We used this approach to interrogate the small RNA transcriptome in human hematopoietic cell populations from normal hematopoietic stem/progenitors and from diagnostic AML samples. CD34 cells, promyelocytes, neutrophils, monocytes, T cells, and B cells were sorted by flow cytometry from the bone marrow of 6 healthy individuals. Data from primary AML samples were generated from bulk leukemic cells from 33 treatment-naive patients with AML (Table 1). Most of these cases (97%) had normal cytogenetics, and all were classified as intermediate-risk AML. An average of 3.2 × 106 reads was obtained across both normal and leukemic samples (supplemental Table 2). Mapping of sequencing reads from all samples to annotation features from GENCODE version 19 and snoRNA and miRNA annotations in the human snoRNAome and miRBase (see “Materials and methods”) demonstrated that snoRNAs were by far the most abundant small RNA species present in our data (Figure 1B). C/D box snoRNAs represented 74.95% of all reads; H/ACA box snoRNAs and scaRNAs represented another 3.19% and 0.34% of total mapped reads, respectively. Small nuclear RNAs, which are involved in RNA splicing, were the next most abundant class of sncRNA, representing 10.19% of reads. miRNAs represented a relatively small percentage of all sequenced reads (1.48% of all mapped reads). Reads mapping to unannotated regions of the genome accounted for 0.04% of all sequences.
Table 1.
Characteristic | Value |
---|---|
Age at study entry, mean ± standard deviation, y | 51.3 ± 15.0 |
Race or ethnic group, n (%) | |
White | 26 (78.8) |
African American | 1 (3.03) |
Other | 6 (18.18) |
Male sex, n (%) | 14 (42.4) |
Bone marrow blasts at diagnosis, mean ± standard deviation, % | 81.8 ± 13.4 |
Normal cytogenetic profile, n (%) | 32 (97) |
White blood cell count at diagnosis, ×109/L | |
Mean ± standard deviation | 63.66 ± 70.75 |
Median | 45.60 |
Cytogenetic risk group, n (%) | |
Intermediate | 33 (100.0) |
AML FAB subtype, n (%) | |
AML without maturation: M1 | 18 (54.5) |
AML with maturation: M2 | 1 (3.03) |
Acute myelomonocytic leukemia: M4 | 5 (15.1) |
Acute monoblastic or monocytic leukemia: M5 | 9 (27.3) |
Mutation, n (%) | |
NPM1 | 27 (88.8) |
FLT3 | 18 (54.5) |
DNMT3A | 12 (36.4) |
IDH1 or IDH2 | 10 (30.3) |
NRAS or KRAS | 4 (12.1) |
CEBPA | 3 (9.1) |
TET2 | 2 (6.1) |
WT1 | 2 (6.1) |
PTPN11 | 2 (6.1) |
FAB, French-American-British.
We next compared the expression of snoRNAs using data from our modified library protocol with expression levels obtained by standard total RNA sequencing (RNA-seq) (Illumina Tru-seq) and of the same tissue sample. Relevant to this analysis, the majority of snoRNAs are embedded in the introns of host genes. We observed that standard transcriptome sequencing cannot reliably distinguish unspliced primary host gene RNA from correctly processed snoRNA. Typical results are shown for SNORA64, which is located in the intron of its host gene, RP32 (Figure 1C). Whereas sequence reads corresponding to mature SNOR64 were readily identified using our pipeline, only low-level reads that span the entire intron of RP32 were detected using total RNA-seq. Accordingly, the correlation of snoRNAs quantified using these 2 RNA-seq pipelines was poor (Figure 1D). These data demonstrate the superiority of our small sequencing pipeline to quantify mature, correctly processed snoRNA expression.

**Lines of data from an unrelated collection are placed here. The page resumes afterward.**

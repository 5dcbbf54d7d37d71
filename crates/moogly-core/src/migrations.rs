//! Versioned SQLite migrations.
//!
//! Each store owns a `component` name and an ordered list of migrations.
//! Applied versions are recorded in `schema_migrations`, so a migration runs
//! exactly once per database and columns are never reshuffled in place.

use rusqlite::Connection;

use crate::error::{MooglyError, Result};

/// One schema step.
#[derive(Debug, Clone, Copy)]
pub struct Migration {
    pub version: u32,
    pub description: &'static str,
    pub sql: &'static str,
}

/// Highest applied version for `component` (0 when none).
pub fn current_version(conn: &Connection, component: &str) -> Result<u32> {
    ensure_table(conn)?;
    let version: Option<u32> = conn.query_row(
        "SELECT MAX(version) FROM schema_migrations WHERE component = ?1",
        [component],
        |row| row.get(0),
    )?;
    Ok(version.unwrap_or(0))
}

/// Apply every migration newer than the recorded version, each in its own transaction.
/// Returns the resulting version.
pub fn run_migrations(conn: &Connection, component: &str, migrations: &[Migration]) -> Result<u32> {
    let start = current_version(conn, component)?;
    let mut version = start;

    for migration in migrations.iter().filter(|m| m.version > start) {
        if migration.version != version + 1 {
            return Err(MooglyError::Database(format!(
                "{component}: migration gap, at v{version} but next is v{}",
                migration.version
            )));
        }

        let tx = conn.unchecked_transaction()?;
        tx.execute_batch(migration.sql).map_err(|e| {
            MooglyError::Database(format!(
                "{component} v{} ({}): {e}",
                migration.version, migration.description
            ))
        })?;
        tx.execute(
            "INSERT INTO schema_migrations (component, version, description, applied_at)
             VALUES (?1, ?2, ?3, ?4)",
            rusqlite::params![
                component,
                migration.version,
                migration.description,
                chrono::Utc::now().to_rfc3339()
            ],
        )?;
        tx.commit()?;

        tracing::info!(
            "🗄️ {component}: applied migration v{} ({})",
            migration.version,
            migration.description
        );
        version = migration.version;
    }

    Ok(version)
}

fn ensure_table(conn: &Connection) -> Result<()> {
    conn.execute_batch(
        "CREATE TABLE IF NOT EXISTS schema_migrations (
            component TEXT NOT NULL,
            version INTEGER NOT NULL,
            description TEXT NOT NULL,
            applied_at TEXT NOT NULL,
            PRIMARY KEY (component, version)
        );",
    )?;
    Ok(())
}

#[cfg(test)]
mod tests {
    use super::*;

    const STEPS: &[Migration] = &[
        Migration {
            version: 1,
            description: "create things",
            sql: "CREATE TABLE things (id INTEGER PRIMARY KEY);",
        },
        Migration {
            version: 2,
            description: "add label",
            sql: "ALTER TABLE things ADD COLUMN label TEXT NOT NULL DEFAULT '';",
        },
    ];

    #[test]
    fn test_runs_each_migration_once() {
        let conn = Connection::open_in_memory().unwrap();
        assert_eq!(run_migrations(&conn, "things", STEPS).unwrap(), 2);
        // Second run is a no-op; re-running ALTER TABLE would fail.
        assert_eq!(run_migrations(&conn, "things", STEPS).unwrap(), 2);
        assert_eq!(current_version(&conn, "things").unwrap(), 2);
        assert_eq!(current_version(&conn, "other").unwrap(), 0);
    }

    #[test]
    fn test_rejects_gaps() {
        let conn = Connection::open_in_memory().unwrap();
        let gapped = [STEPS[1]];
        assert!(run_migrations(&conn, "things", &gapped).is_err());
    }

    #[test]
    fn test_resumes_from_recorded_version() {
        let conn = Connection::open_in_memory().unwrap();
        assert_eq!(run_migrations(&conn, "things", &STEPS[..1]).unwrap(), 1);
        assert_eq!(run_migrations(&conn, "things", STEPS).unwrap(), 2);
        conn.execute("INSERT INTO things (id, label) VALUES (1, 'x')", [])
            .unwrap();
    }
}
//! Platform traits. The workflows only talk to the chat platform through these,
//! so tests can swap in recording fakes and production plugs in the Discord client.

use async_trait::async_trait;

use crate::error::Result;
use crate::types::{Announcement, ChannelId, MessageId, OutgoingMessage, RoleId, UserId};

/// Posting, editing and looking up channel messages.
#[async_trait]
pub trait Notifier: Send + Sync {
    /// Post a new message and return the id the platform assigned to it.
    async fn post_announcement(
        &self,
        channel: ChannelId,
        message: &OutgoingMessage,
    ) -> Result<MessageId>;

    /// Replace the content and controls of an existing message.
    async fn edit_announcement(
        &self,
        channel: ChannelId,
        id: MessageId,
        message: &OutgoingMessage,
    ) -> Result<()>;

    async fn delete_announcement(&self, channel: ChannelId, id: MessageId) -> Result<()>;

    /// `Ok(None)` when the message was deleted upstream.
    async fn fetch_announcement(
        &self,
        channel: ChannelId,
        id: MessageId,
    ) -> Result<Option<Announcement>>;

    /// Send a plain message (reminders, alerts). Fails with `MooglyError::NotFound`
    /// when the channel or the referenced message is gone.
    async fn send_message(&self, channel: ChannelId, message: &OutgoingMessage)
    -> Result<MessageId>;
}

/// Guild membership, roles and direct messages.
#[async_trait]
pub trait MemberDirectory: Send + Sync {
    async fn member_exists(&self, user: UserId) -> Result<bool>;
    async fn grant_role(&self, user: UserId, role: RoleId) -> Result<()>;
    async fn revoke_role(&self, user: UserId, role: RoleId) -> Result<()>;
    async fn set_display_name(&self, user: UserId, name: &str) -> Result<()>;
    async fn direct_message(&self, user: UserId, text: &str) -> Result<()>;
}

To provide orthogonal validation of the snoRNA expression data, we used commercially available reagents to perform quantitative reverse transcription PCR (RT-qPCR) on a set of 9 snoRNAs with a wide range of expression across 11 primary AML samples. Although some variability was observed, a significant correlation between snoRNA expression determined by small RNA Seq and RT-qPCR was observed (R2 = 0.5002; P < .0001; supplemental Figure 1).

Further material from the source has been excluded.